_Problem details:_
Copy the records below word for word. Stop after the line that contains "roles.get(ALL_ROLES).copied().unwrap_or(false)".

_Provided records:_
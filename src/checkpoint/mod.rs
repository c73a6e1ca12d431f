//! Durable migration state: which (record, role) pairs are finished, the upload
//! timestamp ledger backing the sliding-window quota, and terminal failures.

mod handle;
mod store;

pub use handle::{ProgressHandle, SlotDecision};
pub use store::{CheckpointStore, JsonFileStore, MemoryStore};

use std::collections::{BTreeMap, BTreeSet};

use serde::{Deserialize, Deserializer, Serialize, Serializer};

/// Marker role written for checkpoints that only tracked record ids.
const ALL_ROLES: &str = "*";

/// Persisted shape of a migration; one file per configured pipeline.
#[derive(Debug, Clone, Default, PartialEq, Serialize, Deserialize)]
#[serde(rename_all = "camelCase")]
pub struct MigrationProgress {
    #[serde(default)]
    pub total_records: usize,
    #[serde(default)]
    pub processed_records: ProcessedRecords,
    #[serde(default)]
    pub upload_timestamps: Vec<i64>,
    #[serde(default)]
    pub errors: Vec<ErrorEntry>,
}

impl MigrationProgress {
    /// Most recent `limit` errors, oldest first.
    pub fn recent_errors(&self, limit: usize) -> &[ErrorEntry] {
        let start = self.errors.len().saturating_sub(limit);
        &self.errors[start..]
    }
}

/// record id -> role -> done.
///
/// Serialized as a map. Older single-field checkpoints stored a plain list of
/// ids; those load as "every role done" for the listed records.
#[derive(Debug, Clone, Default, PartialEq, Eq)]
pub struct ProcessedRecords(BTreeMap<String, BTreeMap<String, bool>>);

impl ProcessedRecords {
    pub fn is_done(&self, record_id: &str, role: &str) -> bool {
        self.0
            .get(record_id)
            .map(|roles| {
                roles.get(ALL_ROLES).copied().unwrap_or(false)
                    || roles.get(role).copied().unwrap_or(false)
            })
            .unwrap_or(false)
    }

    pub fn mark(&mut self, record_id: &str, role: &str) {
        self.0
            .entry(record_id.to_string())
            .or_default()
            .insert(role.to_string(), true);
    }

    pub fn contains_record(&self, record_id: &str) -> bool {
        self.0
            .get(record_id)
            .map(|roles| roles.values().any(|done| *done))
            .unwrap_or(false)
    }

    pub fn record_ids(&self) -> impl Iterator<Item = &str> {
        self.0
            .iter()
            .filter(|(_, roles)| roles.values().any(|done| *done))
            .map(|(id, _)| id.as_str())
    }

    /// Number of records with at least one finished role.
    pub fn len(&self) -> usize {
        self.record_ids().count()
    }

    pub fn is_empty(&self) -> bool {
        self.len() == 0
    }

    /// Manual re-queue; the only path that shrinks the set.
    pub fn remove(&mut self, record_id: &str) -> bool {
        self.0.remove(record_id).is_some()
    }
}

impl Serialize for ProcessedRecords {
    fn serialize<S: Serializer>(&self, serializer: S) -> Result<S::Ok, S::Error> {
        self.0.serialize(serializer)
    }
}

impl<'de> Deserialize<'de> for ProcessedRecords {
    fn deserialize<D: Deserializer<'de>>(deserializer: D) -> Result<Self, D::Error> {
        #[derive(Deserialize)]
        #[serde(untagged)]
        enum Repr {
            Ids(BTreeSet<String>),
            Roles(BTreeMap<String, BTreeMap<String, bool>>),
        }

        Ok(match Repr::deserialize(deserializer)? {
            Repr::Ids(ids) => ProcessedRecords(
                ids.into_iter()
                    .map(|id| (id, BTreeMap::from([(ALL_ROLES.to_string(), true)])))
                    .collect(),
            ),
            Repr::Roles(map) => ProcessedRecords(map),
        })
    }
}

#[derive(Debug, Clone, Copy, Default, PartialEq, Eq, Serialize, Deserialize)]
#[serde(rename_all = "snake_case")]
pub enum ErrorKind {
    RateLimitExceeded,
    #[default]
    Upload,
    PatchConflict,
}

/// One terminal per-record failure. Append-only.
#[derive(Debug, Clone, PartialEq, Serialize, Deserialize)]
#[serde(rename_all = "camelCase")]
pub struct ErrorEntry {
    pub record_id: String,
    #[serde(default)]
    pub title: Option<String>,
    #[serde(default, skip_serializing_if = "Option::is_none")]
    pub role: Option<String>,
    #[serde(default)]
    pub kind: ErrorKind,
    pub error: String,
    /// Set when an upload succeeded but the record could not be patched; the hosted
    /// copy is orphaned and this is what an operator needs to reconcile it.
    #[serde(default, skip_serializing_if = "Option::is_none")]
    pub hosted_url: Option<String>,
    pub timestamp: i64,
}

_The answer:_
filename src/checkpoint/mod.rs
repository c73a6e1ca12d431f
//! Durable migration state: which (record, role) pairs are finished, the upload
//! timestamp ledger backing the sliding-window quota, and terminal failures.

mod handle;
mod store;

pub use handle::{ProgressHandle, SlotDecision};
pub use store::{CheckpointStore, JsonFileStore, MemoryStore};

use std::collections::{BTreeMap, BTreeSet};

use serde::{Deserialize, Deserializer, Serialize, Serializer};

/// Marker role written for checkpoints that only tracked record ids.
const ALL_ROLES: &str = "*";

/// Persisted shape of a migration; one file per configured pipeline.
#[derive(Debug, Clone, Default, PartialEq, Serialize, Deserialize)]
#[serde(rename_all = "camelCase")]
pub struct MigrationProgress {
    #[serde(default)]
    pub total_records: usize,
    #[serde(default)]
    pub processed_records: ProcessedRecords,
    #[serde(default)]
    pub upload_timestamps: Vec<i64>,
    #[serde(default)]
    pub errors: Vec<ErrorEntry>,
}

impl MigrationProgress {
    /// Most recent `limit` errors, oldest first.
    pub fn recent_errors(&self, limit: usize) -> &[ErrorEntry] {
        let start = self.errors.len().saturating_sub(limit);
        &self.errors[start..]
    }
}

/// record id -> role -> done.
///
/// Serialized as a map. Older single-field checkpoints stored a plain list of
/// ids; those load as "every role done" for the listed records.
#[derive(Debug, Clone, Default, PartialEq, Eq)]
pub struct ProcessedRecords(BTreeMap<String, BTreeMap<String, bool>>);

impl ProcessedRecords {
    pub fn is_done(&self, record_id: &str, role: &str) -> bool {
        self.0
            .get(record_id)
            .map(|roles| {
                roles.get(ALL_ROLES).copied().unwrap_or(false)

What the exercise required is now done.